PDA

View Full Version : Why is a bias level applied to CCD?

Steve Shorlin
March 5th 04, 09:22 PM
OK, I know why the bias level is applied, which is so that the
analogue-to-digital convertor doesn't get any random negative input,
which would happen if the baseline signal was zero. Some would be
negative on average, but if you apply a constant positive level, then
all the ADC input would be positive and can be just subtracted later.

But why is the concept of negative input bad? Can anyone help me?

Thanks,
Steve

Chris L Peterson
March 5th 04, 11:30 PM
On 5 Mar 2004 13:22:07 -0800, (Steve Shorlin)
wrote:

>OK, I know why the bias level is applied, which is so that the
>analogue-to-digital convertor doesn't get any random negative input,
>which would happen if the baseline signal was zero. Some would be
>negative on average, but if you apply a constant positive level, then
>all the ADC input would be positive and can be just subtracted later.
>
>But why is the concept of negative input bad? Can anyone help me?

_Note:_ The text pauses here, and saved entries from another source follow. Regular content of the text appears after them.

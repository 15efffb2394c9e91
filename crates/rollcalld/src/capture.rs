//! Camera sessions: a capture thread per session publishing the latest frame.

use async_trait::async_trait;
use rollcall_hw::{Camera, CameraError, Frame};
use std::sync::atomic::{AtomicBool, Ordering};
use std::sync::Arc;
use std::thread::JoinHandle;
use tokio::sync::watch;

/// A stream of frames for one scanning session.
#[async_trait]
pub trait FrameSource: Send {
    /// Wait for the next frame. `None` once the source has ended.
    async fn next_frame(&mut self) -> Option<Frame>;

    /// Stop capturing and release the device.
    async fn close(&mut self) {}
}

/// Access to the capture device, one session at a time.
pub trait CameraProvider: Send + Sync {
    /// Open the device for continuous scanning.
    fn open_stream(&self) -> Result<Box<dyn FrameSource>, CameraError>;

    /// Open the device, capture up to `count` usable frames, release it.
    /// Blocking.
    fn capture_burst(&self, count: usize) -> Result<Vec<Frame>, CameraError>;
}

/// [`CameraProvider`] for a V4L2 device path.
pub struct V4lCameraProvider {
    device: String,
    warmup_frames: usize,
}

impl V4lCameraProvider {
    pub fn new(device: impl Into<String>, warmup_frames: usize) -> Self {
        Self {
            device: device.into(),
            warmup_frames,
        }
    }
}

impl CameraProvider for V4lCameraProvider {
    fn open_stream(&self) -> Result<Box<dyn FrameSource>, CameraError> {
        let camera = Camera::open(&self.device)?;
        Ok(Box::new(CaptureSession::start(camera, self.warmup_frames)?))
    }

    fn capture_burst(&self, count: usize) -> Result<Vec<Frame>, CameraError> {
        let camera = Camera::open(&self.device)?;
        for _ in 0..self.warmup_frames {
            let _ = camera.capture_frame();
        }
        let (frames, dark_skipped) = camera.capture_frames(count)?;
        tracing::debug!(captured = frames.len(), dark_skipped, "registration burst captured");
        Ok(frames)
    }
}

/// Owns a camera on a dedicated thread and publishes the most recent
/// non-dark frame. Older unread frames are overwritten.
pub struct CaptureSession {
    rx: watch::Receiver<Option<Frame>>,
    stop: Arc<AtomicBool>,
    thread: Option<JoinHandle<()>>,
}

impl CaptureSession {
    pub fn start(camera: Camera, warmup_frames: usize) -> Result<Self, CameraError> {
        let (tx, rx) = watch::channel(None);
        let stop = Arc::new(AtomicBool::new(false));
        let thread_stop = Arc::clone(&stop);

        let thread = std::thread::Builder::new()
            .name("rollcall-capture".into())
            .spawn(move || {
                let mut warmup_left = warmup_frames;
                let mut dark_skipped = 0u64;

                let result = camera.stream(|frame| {
                    if thread_stop.load(Ordering::Acquire) {
                        return false;
                    }
                    if warmup_left > 0 {
                        warmup_left -= 1;
                        return true;
                    }
                    if frame.is_dark {
                        dark_skipped += 1;
                        return true;
                    }
                    // Fails once every receiver is gone
                    tx.send(Some(frame)).is_ok()
                });

                match result {
                    Ok(delivered) => {
                        tracing::info!(delivered, dark_skipped, "capture stopped")
                    }
                    Err(e) => tracing::error!(error = %e, "capture failed"),
                }
                drop(camera);
            })
            .map_err(|e| CameraError::CaptureFailed(format!("failed to spawn capture thread: {e}")))?;

        Ok(Self {
            rx,
            stop,
            thread: Some(thread),
        })
    }
}

#[async_trait]
impl FrameSource for CaptureSession {
    async fn next_frame(&mut self) -> Option<Frame> {
        loop {
            self.rx.changed().await.ok()?;
            if let Some(frame) = self.rx.borrow_and_update().clone() {
                return Some(frame);
            }
        }
    }

    async fn close(&mut self) {
        self.stop.store(true, Ordering::Release);
        if let Some(thread) = self.thread.take() {
            // The thread exits at its next dequeued buffer
            match tokio::task::spawn_blocking(move || thread.join()).await {
                Ok(Ok(())) => tracing::debug!("capture thread joined"),
                _ => tracing::warn!("capture thread panicked or could not be joined"),
            }
        }
    }
}

impl Drop for CaptureSession {
    fn drop(&mut self) {
        self.stop.store(true, Ordering::Release);
    }
}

Most cameras produce unsigned 16-bit data. That means there is no way to
distinguish between a small negative value and a value near saturation. Other
than that, there would be no reason you would have to provide a positive bias.
It makes working with the data simpler if you stay positive; naturally you could
been applied (assuming you have some mechanism to figure out if the data is
negative).

_________________________________________________

Chris L Peterson
Cloudbait Observatory
http://www.cloudbait.com

David Nakamoto
March 6th 04, 09:34 PM
"Chris L Peterson" > wrote in message
...
> On 5 Mar 2004 13:22:07 -0800, (Steve Shorlin)
> wrote:
>
> >OK, I know why the bias level is applied, which is so that the
> >analogue-to-digital convertor doesn't get any random negative input,
> >which would happen if the baseline signal was zero. Some would be
> >negative on average, but if you apply a constant positive level, then
> >all the ADC input would be positive and can be just subtracted later.
> >
> >But why is the concept of negative input bad? Can anyone help me?
>
> Most cameras produce unsigned 16-bit data. That means there is no way to
> distinguish between a small negative value and a value near saturation.
Other
> than that, there would be no reason you would have to provide a positive
bias.
> It makes working with the data simpler if you stay positive; naturally you
could
> force that once the data is retrieved from the camera if a bias hasn't
> been applied (assuming you have some mechanism to figure out if the data
is
> negative).

I'd like to elaborate on this. My two cents.

Since you're not expecting negative signals fromt he CCD (less photons than
zero?! What a concept! ^_^ ) it's desirable to use the full scale
available on the AtoD converter, so if it's 16-bits, you want as much of
that 16-bits as possible. Unfortunately, due to noise in the analog stages,
you might get negative going signals, and this produces what appears to be
large positive pixel values after you convert, hence the bias.

So one idea is to reduce the noise. This leads to low noise amplifiers and
careful construction to shield all analog lines from noise. By the way,
this is why Meade took two years to get their 216XT out the door once they
announced it. I talked to a contractor they hired to solve their problems,
and he finally was able to convince them that placing the power supply so
close to the analog circuits was the main reason they saw so much noise from
the camera. But anyways, you have to do it before it gets converted,
otherwise it's impossible to process the
noise-looking-like-large-pixels-values out later. You might reject
legitimate signals out of the image.

--
Sincerely,
--- Dave
----------------------------------------------------------------------
It don't mean a thing
unless it has that certain "je ne sais quoi"
Duke Ellington
----------------------------------------------------------------------

Steve Shorlin
March 8th 04, 04:47 PM
Thanks Dave and Chris. Big help there guys to a PhD candidate who has
used many CCDs, but has had the fiddly finer points pass him by.